Jeff Berkowitz: So you have to professionalize that? Do you need a new Cook County Sheriff?
Tony Peraica: You need to professionalize some of it. You need to privatize some of it. You need to do things that are necessary to provide a cost-effective service at the lowest possible price.
Jeff Berkowitz: Is that Peter Garza’s platform? He’s the Republican nominee?
Tony Peraica: You will have to have Peter Garza on this show and ask him that question.
Jeff Berkowitz: You support Peter Garza over Tom Dart to replace Sheriff Sheehan?

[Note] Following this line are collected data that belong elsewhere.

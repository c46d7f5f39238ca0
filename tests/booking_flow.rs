//! Booking against a real Postgres. Skipped unless TEST_DATABASE_URL or
//! DATABASE_URL is set. Every test creates its own users and flights, so the
//! tests can share a database and run in parallel.

use airport_api::{
    db::{create_pool, run_migrations},
    dto::{
        airplanes::{CreateAirplaneRequest, CreateAirplaneTypeRequest, UpdateAirplaneRequest},
        airports::CreateAirportRequest,
        flights::{CreateFlightRequest, FlightQuery, UpdateFlightRequest},
        orders::{CreateOrderRequest, TicketRequest},
        routes::CreateRouteRequest,
    },
    entity::{
        orders::{Column as OrderCol, Entity as Orders},
        flights::Entity as Flights,
        tickets::{ActiveModel as TicketActive, Column as TicketCol, Entity as Tickets},
        users::ActiveModel as UserActive,
    },
    error::AppError,
    middleware::auth::AuthUser,
    routes::params::{OrderListQuery, Pagination},
    services::{
        airplane_service, airport_service, flight_service,
        order_service::{self, SeatRequest},
        route_service, ticket_service,
    },
    state::{AppState, AuthSettings},
};
use chrono::{Duration, Utc};
use sea_orm::{
    ActiveModelTrait, ActiveValue::NotSet, ColumnTrait, EntityTrait, PaginatorTrait, QueryFilter,
    Set, TransactionTrait,
};
use uuid::Uuid;

async fn setup_state() -> anyhow::Result<Option<AppState>> {
    let database_url = match std::env::var("TEST_DATABASE_URL")
        .or_else(|_| std::env::var("DATABASE_URL"))
    {
        Ok(url) => url,
        Err(_) => {
            eprintln!("Skipping test: set TEST_DATABASE_URL or DATABASE_URL to run booking tests.");
            return Ok(None);
        }
    };

    let pool = create_pool(&database_url, 5).await?;
    let state = AppState::new(
        pool,
        AuthSettings {
            jwt_secret: "booking-test-secret".into(),
            jwt_ttl_hours: 1,
        },
    );
    run_migrations(&state.orm).await?;
    Ok(Some(state))
}

async fn create_user(state: &AppState, role: &str) -> anyhow::Result<AuthUser> {
    let user = UserActive {
        id: Set(Uuid::new_v4()),
        email: Set(format!("{role}-{}@example.com", Uuid::new_v4())),
        password_hash: Set("dummy".into()),
        role: Set(role.into()),
        created_at: NotSet,
    }
    .insert(&state.orm)
    .await?;

    Ok(AuthUser {
        user_id: user.id,
        role: user.role,
    })
}

/// A flight on a fresh route and airplane with the given layout.
async fn create_flight(
    state: &AppState,
    user: &AuthUser,
    rows: i32,
    seats_in_row: i32,
) -> anyhow::Result<Uuid> {
    let mut airports = Vec::new();
    for (name, city) in [("Boryspil", "Kyiv"), ("Schiphol", "Amsterdam")] {
        let airport = airport_service::create_airport(
            state,
            user,
            CreateAirportRequest {
                name: name.into(),
                closest_big_city: city.into(),
            },
        )
        .await?;
        airports.push(airport.data.unwrap().id);
    }

    let route = route_service::create_route(
        state,
        user,
        CreateRouteRequest {
            source: airports[0],
            destination: airports[1],
            distance: 1800,
        },
    )
    .await?
    .data
    .unwrap();

    let airplane_type = airplane_service::create_airplane_type(
        state,
        user,
        CreateAirplaneTypeRequest {
            name: "Narrow body".into(),
        },
    )
    .await?
    .data
    .unwrap();

    let airplane = airplane_service::create_airplane(
        state,
        user,
        CreateAirplaneRequest {
            name: "Airplane 1".into(),
            rows,
            seats_in_row,
            airplane_type: airplane_type.id,
        },
    )
    .await?
    .data
    .unwrap();

    let code = format!("T{}", &Uuid::new_v4().simple().to_string()[..6]).to_uppercase();
    let departure = Utc::now() + Duration::days(7);
    let flight = flight_service::create_flight(
        state,
        user,
        CreateFlightRequest {
            code,
            route: route.id,
            airplane: airplane.id,
            departure_time: departure,
            arrival_time: departure + Duration::hours(3),
        },
    )
    .await?
    .data
    .unwrap();

    Ok(flight.id)
}

fn ticket(flight: Uuid, row: i32, seat: &str) -> TicketRequest {
    TicketRequest {
        row,
        seat: seat.into(),
        flight,
    }
}

async fn order_count(state: &AppState, user: &AuthUser) -> anyhow::Result<u64> {
    Ok(Orders::find()
        .filter(OrderCol::UserId.eq(user.user_id))
        .count(&state.orm)
        .await?)
}

async fn ticket_count(state: &AppState, flight: Uuid) -> anyhow::Result<u64> {
    Ok(Tickets::find()
        .filter(TicketCol::FlightId.eq(flight))
        .count(&state.orm)
        .await?)
}

#[tokio::test]
async fn order_with_one_bad_seat_stores_nothing() -> anyhow::Result<()> {
    let Some(state) = setup_state().await? else {
        return Ok(());
    };
    let user = create_user(&state, "user").await?;
    let flight = create_flight(&state, &user, 20, 6).await?;

    let result = order_service::create_order(
        &state,
        &user,
        CreateOrderRequest {
            tickets: vec![
                ticket(flight, 10, "10A"),
                ticket(flight, 11, "11B"),
                ticket(flight, 12, "12C"),
                ticket(flight, 10, "10G"),
            ],
        },
    )
    .await;

    match result {
        Err(AppError::Validation { field, message }) => {
            assert_eq!(field, "seat");
            assert!(message.contains("first 6 letters"), "{message}");
        }
        other => panic!("expected a seat validation error, got {other:?}"),
    }
    assert_eq!(order_count(&state, &user).await?, 0);
    assert_eq!(ticket_count(&state, flight).await?, 0);
    Ok(())
}

#[tokio::test]
async fn seats_follow_the_airplane_layout() -> anyhow::Result<()> {
    let Some(state) = setup_state().await? else {
        return Ok(());
    };
    let user = create_user(&state, "user").await?;
    let flight = create_flight(&state, &user, 20, 6).await?;

    for (row, seat) in [(10, "10G"), (10, "11A"), (21, "21A"), (-1, "-1A"), (10, "A10")] {
        let result = order_service::create_order(
            &state,
            &user,
            CreateOrderRequest {
                tickets: vec![ticket(flight, row, seat)],
            },
        )
        .await;
        assert!(
            matches!(result, Err(AppError::Validation { .. })),
            "{row}/{seat} should be rejected"
        );
    }

    let created = order_service::create_order(
        &state,
        &user,
        CreateOrderRequest {
            tickets: vec![ticket(flight, 10, "10f"), ticket(flight, 20, "20A")],
        },
    )
    .await?
    .data
    .unwrap();
    assert_eq!(created.order.user, user.user_id);
    let seats: Vec<&str> = created.tickets.iter().map(|t| t.seat.as_str()).collect();
    assert_eq!(seats, ["10F", "20A"]);
    Ok(())
}

#[tokio::test]
async fn taken_seats_conflict_and_availability_adds_up() -> anyhow::Result<()> {
    let Some(state) = setup_state().await? else {
        return Ok(());
    };
    let user = create_user(&state, "user").await?;
    let other = create_user(&state, "user").await?;
    let flight = create_flight(&state, &user, 20, 6).await?;

    order_service::create_order(
        &state,
        &user,
        CreateOrderRequest {
            tickets: vec![ticket(flight, 1, "1A"), ticket(flight, 1, "1B")],
        },
    )
    .await?;

    let clash = order_service::create_order(
        &state,
        &other,
        CreateOrderRequest {
            tickets: vec![ticket(flight, 2, "2A"), ticket(flight, 1, "1a")],
        },
    )
    .await;
    assert!(matches!(clash, Err(AppError::Conflict(_))), "{clash:?}");
    assert_eq!(order_count(&state, &other).await?, 0);

    let detail = flight_service::get_flight(&state, flight).await?.data.unwrap();
    assert_eq!(detail.taken_seats, 2);
    assert_eq!(detail.available_seats + detail.taken_seats, 120);
    Ok(())
}

#[tokio::test]
async fn unique_index_rejects_a_sold_seat_inside_the_order_transaction() -> anyhow::Result<()> {
    let Some(state) = setup_state().await? else {
        return Ok(());
    };
    let user = create_user(&state, "user").await?;
    let other = create_user(&state, "user").await?;
    let flight = create_flight(&state, &user, 20, 6).await?;

    order_service::create_order(
        &state,
        &user,
        CreateOrderRequest {
            tickets: vec![ticket(flight, 1, "1A")],
        },
    )
    .await?;
    let sold = ticket_count(&state, flight).await?;

    // Same writes as an order whose advisory check raced with the first sale.
    let seat = |row: i32, seat: &str| SeatRequest {
        flight,
        row,
        seat: seat.into(),
    };
    let txn = state.orm.begin().await?;
    let result = order_service::store_order(
        &txn,
        other.user_id,
        vec![seat(2, "2A"), seat(2, "2B"), seat(1, "1A")],
    )
    .await;
    assert!(matches!(result, Err(AppError::Conflict(_))), "{result:?}");
    drop(txn);

    assert_eq!(order_count(&state, &other).await?, 0);
    assert_eq!(ticket_count(&state, flight).await?, sold);
    Ok(())
}

#[tokio::test]
async fn layout_changes_cannot_strand_sold_seats() -> anyhow::Result<()> {
    let Some(state) = setup_state().await? else {
        return Ok(());
    };
    let user = create_user(&state, "user").await?;
    let flight = create_flight(&state, &user, 20, 6).await?;
    let airplane = Flights::find_by_id(flight)
        .one(&state.orm)
        .await?
        .unwrap()
        .airplane_id;

    order_service::create_order(
        &state,
        &user,
        CreateOrderRequest {
            tickets: vec![ticket(flight, 15, "15E")],
        },
    )
    .await?;

    let shrink = |rows: Option<i32>, seats_in_row: Option<i32>| UpdateAirplaneRequest {
        name: None,
        rows,
        seats_in_row,
        airplane_type: None,
    };
    for (rows, seats) in [(Some(10), None), (None, Some(4))] {
        let result = airplane_service::update_airplane(&state, airplane, shrink(rows, seats)).await;
        match result {
            Err(AppError::Validation { field, message }) => {
                assert_eq!(field, "non_field_errors");
                assert!(message.contains("15E"), "{message}");
            }
            other => panic!("expected a layout error, got {other:?}"),
        }
    }

    let resized = airplane_service::update_airplane(&state, airplane, shrink(Some(15), Some(5)))
        .await?
        .data
        .unwrap();
    assert_eq!((resized.rows, resized.seats_in_row), (15, 5));

    // A smaller airplane cannot take over the flight either.
    let small_flight = create_flight(&state, &user, 5, 2).await?;
    let small_airplane = Flights::find_by_id(small_flight)
        .one(&state.orm)
        .await?
        .unwrap()
        .airplane_id;
    let result = flight_service::update_flight(
        &state,
        flight,
        UpdateFlightRequest {
            airplane: Some(small_airplane),
            ..Default::default()
        },
    )
    .await;
    assert!(matches!(result, Err(AppError::Validation { .. })), "{result:?}");
    Ok(())
}

#[tokio::test]
async fn orders_and_tickets_are_scoped_to_their_owner() -> anyhow::Result<()> {
    let Some(state) = setup_state().await? else {
        return Ok(());
    };
    let alice = create_user(&state, "user").await?;
    let bob = create_user(&state, "user").await?;
    let staff = create_user(&state, "staff").await?;
    let flight = create_flight(&state, &staff, 10, 4).await?;

    let alice_order = order_service::create_order(
        &state,
        &alice,
        CreateOrderRequest {
            tickets: vec![ticket(flight, 3, "3C")],
        },
    )
    .await?
    .data
    .unwrap()
    .order;
    order_service::create_order(
        &state,
        &bob,
        CreateOrderRequest {
            tickets: vec![ticket(flight, 4, "4D")],
        },
    )
    .await?;

    let listed = order_service::list_orders(&state, &alice, OrderListQuery::default())
        .await?
        .data
        .unwrap();
    assert_eq!(listed.len(), 1);
    assert_eq!(listed[0].id, alice_order.id);
    assert_eq!(listed[0].tickets.len(), 1);
    assert_eq!(listed[0].tickets[0].seat, "3C");

    let tickets = ticket_service::list_tickets(&state, &bob, Pagination::default())
        .await?
        .data
        .unwrap();
    assert_eq!(tickets.len(), 1);
    assert_eq!(tickets[0].seat, "4D");

    assert!(matches!(
        order_service::get_order(&state, &bob, alice_order.id).await,
        Err(AppError::NotFound)
    ));
    assert!(matches!(
        order_service::delete_order(&state, &bob, alice_order.id).await,
        Err(AppError::NotFound)
    ));

    let seen_by_staff = order_service::get_order(&state, &staff, alice_order.id)
        .await?
        .data
        .unwrap();
    assert!(!seen_by_staff.user.is_staff);
    assert_eq!(seen_by_staff.tickets.len(), 1);

    // Retrieval has no side effects.
    let again = order_service::get_order(&state, &staff, alice_order.id)
        .await?
        .data
        .unwrap();
    assert_eq!(again.id, seen_by_staff.id);
    assert_eq!(again.tickets[0].id, seen_by_staff.tickets[0].id);

    order_service::delete_order(&state, &alice, alice_order.id).await?;
    assert_eq!(order_count(&state, &alice).await?, 0);
    assert_eq!(ticket_count(&state, flight).await?, 1);
    Ok(())
}

#[tokio::test]
async fn direct_ticket_inserts_are_checked_too() -> anyhow::Result<()> {
    let Some(state) = setup_state().await? else {
        return Ok(());
    };
    let user = create_user(&state, "user").await?;
    let flight = create_flight(&state, &user, 20, 6).await?;
    let order = order_service::create_order(
        &state,
        &user,
        CreateOrderRequest {
            tickets: vec![ticket(flight, 5, "5A")],
        },
    )
    .await?
    .data
    .unwrap()
    .order;

    let err = TicketActive {
        id: Set(Uuid::new_v4()),
        row: Set(10),
        seat: Set("10G".into()),
        flight_id: Set(flight),
        order_id: Set(order.id),
    }
    .insert(&state.orm)
    .await
    .unwrap_err();
    assert!(matches!(AppError::from(err), AppError::Validation { .. }));
    assert_eq!(ticket_count(&state, flight).await?, 1);
    Ok(())
}

#[tokio::test]
async fn flights_filter_by_code_case_insensitively() -> anyhow::Result<()> {
    let Some(state) = setup_state().await? else {
        return Ok(());
    };
    let user = create_user(&state, "user").await?;
    let flight = create_flight(&state, &user, 10, 4).await?;
    let code = flight_service::get_flight(&state, flight)
        .await?
        .data
        .unwrap()
        .code;

    let listed = flight_service::list_flights(
        &state,
        FlightQuery {
            code: Some(code[1..].to_lowercase()),
            ..Default::default()
        },
    )
    .await?
    .data
    .unwrap();
    assert!(listed.iter().any(|f| f.id == flight));
    assert!(listed.iter().all(|f| f.code.contains(&code[1..])));
    assert_eq!(listed[0].city_of_departure, "Kyiv");
    Ok(())
}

Tony Peraica: I think Peter Garza is superiorly qualified to Tom Dart to run the county jail. He [Garza] has twenty two years of experience in the area of corrections and he would be a far superior sheriff to Dart, who’s a fine man. I know him [Dart], but he came there [Chief of Staff for Sheriff Sheehan and Democratic Nominee for Sheriff] through political patronage from the 19th ward [Land of Tom Hynes]. And, really, he didn’t come to the office of being a Sheriff of Cook County through great skill or experience.
Jeff Berkowitz: Are you going to get your fellow Democratic reformers to support you? Mike Quigley has said he’s going to support any Democrat, including Todd Stroger, over you, the Republican.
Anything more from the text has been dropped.